• **ASSIGNED TASK**:
Nothing but the lines from the start of the entries through the line containing "use folio_kernel::safe_nanoid;" should appear in the answer, each given exactly.

(Saved data entries)
//! Fixed portfolio records. Each call assigns fresh identifiers.

use crate::model::{
    AboutInfo, AboutStats, ApiInfo, Experience, Metric, PersonalInfo, Project, RECORD_ID_LEN,
    SkillCategory,
};
use folio_kernel::safe_nanoid;

pub const API_GREETING: &str = "Folio Portfolio API";

fn id() -> String {
    safe_nanoid!(RECORD_ID_LEN)
}

fn owned(items: &[&str]) -> Vec<String> {
    items.iter().map(|item| (*item).to_owned()).collect()
}

#[must_use]
pub fn api_info() -> ApiInfo {
    ApiInfo { message: API_GREETING.to_owned() }
}

#[must_use]
pub fn personal_info() -> PersonalInfo {
    PersonalInfo {
        id: id(),
        name: "Varshank".to_owned(),
        surname: "Shukla".to_owned(),
        title: "Business Manager & Data Science Professional".to_owned(),
        subtitle: "Transforming Business Operations Through Data-Driven Innovation".to_owned(),
        location: "LUCKNOW, INDIA • AVAILABLE FOR OPPORTUNITIES".to_owned(),
        email: "hello@example.com".to_owned(),
        phone: "+00 0000000000".to_owned(),
        availability_status: "Available for opportunities".to_owned(),
    }
}

#[must_use]
pub fn about() -> AboutInfo {
    AboutInfo {
        id: id(),
        journey_description: "Client-focused Business Manager with diverse experience in sales, \
            business operations, and technical support. Expert at relationship-building, project \
            coordination, innovation, and process improvement to transform underperforming \
            operations and drive business growth."
            .to_owned(),
        current_focus: "Currently pursuing advanced Data Science & AI to merge business acumen \
            with cutting-edge analytics."
            .to_owned(),
        stats: AboutStats {
            years_experience: Metric::new("5+", "Years Experience"),
            projects_completed: Metric::new("50+", "Projects Completed"),
            business_growth: Metric::new("25%", "Business Growth"),
            certifications: Metric::new("10+", "Certifications"),
        },
    }
}

#[must_use]
pub fn skills() -> Vec<SkillCategory> {
    vec![
        SkillCategory {
            id: id(),
            category_name: "Business Leadership".to_owned(),
            icon: "👥".to_owned(),
            skills: owned(&[
                "Business & Operational Leadership",
                "Customer Relationship Management (CRM)",
                "Strategic Planning & Consulting",
                "Retail Operations & Sales Processes",
                "Financial Management & Negotiation",
                "Project Management & Team Leadership",
            ]),
        },
        SkillCategory {
            id: id(),
            category_name: "Technical Expertise".to_owned(),
            icon: "💻".to_owned(),
            skills: owned(&[
                "Python Programming",
                "SQL & Database Management",
                "Machine Learning (Scikit-Learn, TensorFlow)",
                "Data Analysis (Pandas, NumPy)",
                "Data Visualization (Power BI, Tableau)",
                "SEO & Online Marketing",
            ]),
        },
        SkillCategory {
            id: id(),
            category_name: "Core Competencies".to_owned(),
            icon: "🎯".to_owned(),
            skills: owned(&[
                "Strategic Thinking",
                "Problem Solving",
                "Client Relations",
                "Process Optimization",
                "Team Leadership",
                "Innovation Management",
            ]),
        },
    ]
}

#[must_use]
pub fn experience() -> Vec<Experience> {
    vec![
        Experience {
            id: id(),
            position: "Family-Owned Business Manager".to_owned(),
            company: "Gurudev Electricals & Real Estate, Lucknow".to_owned(),
            location: "Lucknow".to_owned(),
            start_date: "Nov 2019".to_owned(),
            end_date: "Current".to_owned(),
            is_current: true,
            achievements: owned(&[
                "Led business planning, operations, and delivery for real estate and electrical contracts",
                "Improved profits via cost containment and new revenue streams",
                "Reduced shipment turnaround and optimized warehouse workflow",
                "Enhanced client satisfaction and vendor relations",
                "Transformed underperforming units by implementing new strategies",
            ]),
            highlight_metric: Some(Metric::new("25%", "Cost Reduction")),
        },
        Experience {
            id: id(),
            position: "Associate – Customer Service (Internet)".to_owned(),
            company: "Sutherland Global Services Pvt. Ltd., Chennai".to_owned(),
            location: "Chennai".to_owned(),
            start_date: "Feb 2018".to_owned(),
            end_date: "Oct 2019".to_owned(),
            is_current: false,
            achievements: owned(&[
                "Led digital sales ops and marketing campaigns, driving customer engagement",
                "Optimized website UX with analytics, improved retention via feedback analysis",
            ]),
            highlight_metric: None,
        },
    ]
}

#[must_use]
pub fn projects() -> Vec<Project> {
    vec![
        Project {
            id: id(),
            title: "Rossmann Store Sales Forecasting".to_owned(),
            category: "Data Science Capstone".to_owned(),
            description: "Forecasted daily sales for 9 key Rossmann stores using VAR/VARMAX time \
                series models with comprehensive data analysis and feature engineering."
                .to_owned(),
            technologies: owned(&["Python", "Pandas", "Time Series Analysis", "VAR/VARMAX Models"]),
            key_results: owned(&[
                "Accurate sales predictions for strategic planning",
                "Comprehensive feature engineering pipeline",
                "Advanced time series modeling implementation",
            ]),
            status: "Completed 2025".to_owned(),
        },
        Project {
            id: id(),
            title: "Business Process Optimization System".to_owned(),
            category: "Business Operations".to_owned(),
            description: "Implemented data-driven process improvements across multiple business \
                units, resulting in significant operational efficiency gains."
                .to_owned(),
            technologies: owned(&["Process Analysis", "Data Modeling", "Business Intelligence"]),
            key_results: owned(&[
                "Reduced operational costs by 25%",
                "Improved customer satisfaction scores",
                "Streamlined workflow processes",
            ]),
            status: "Ongoing".to_owned(),
        },
        Project {
            id: id(),
            title: "Customer Analytics Dashboard".to_owned(),
            category: "Data Visualization".to_owned(),
            description: "Developed comprehensive analytics dashboard using Power BI to track \
                customer behavior, sales performance, and operational metrics."
                .to_owned(),
            technologies: owned(&["Power BI", "SQL", "Data Modeling", "DAX"]),
            key_results: owned(&[
                "Real-time business intelligence insights",
                "Enhanced decision-making capabilities",
                "Improved performance tracking",
            ]),
            status: "Completed".to_owned(),
        },
    ]
}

• **RESULT FOR THIS EXERCISE**:
//! Fixed portfolio records. Each call assigns fresh identifiers.

use crate::model::{
    AboutInfo, AboutStats, ApiInfo, Experience, Metric, PersonalInfo, Project, RECORD_ID_LEN,
    SkillCategory,
};
use folio_kernel::safe_nanoid;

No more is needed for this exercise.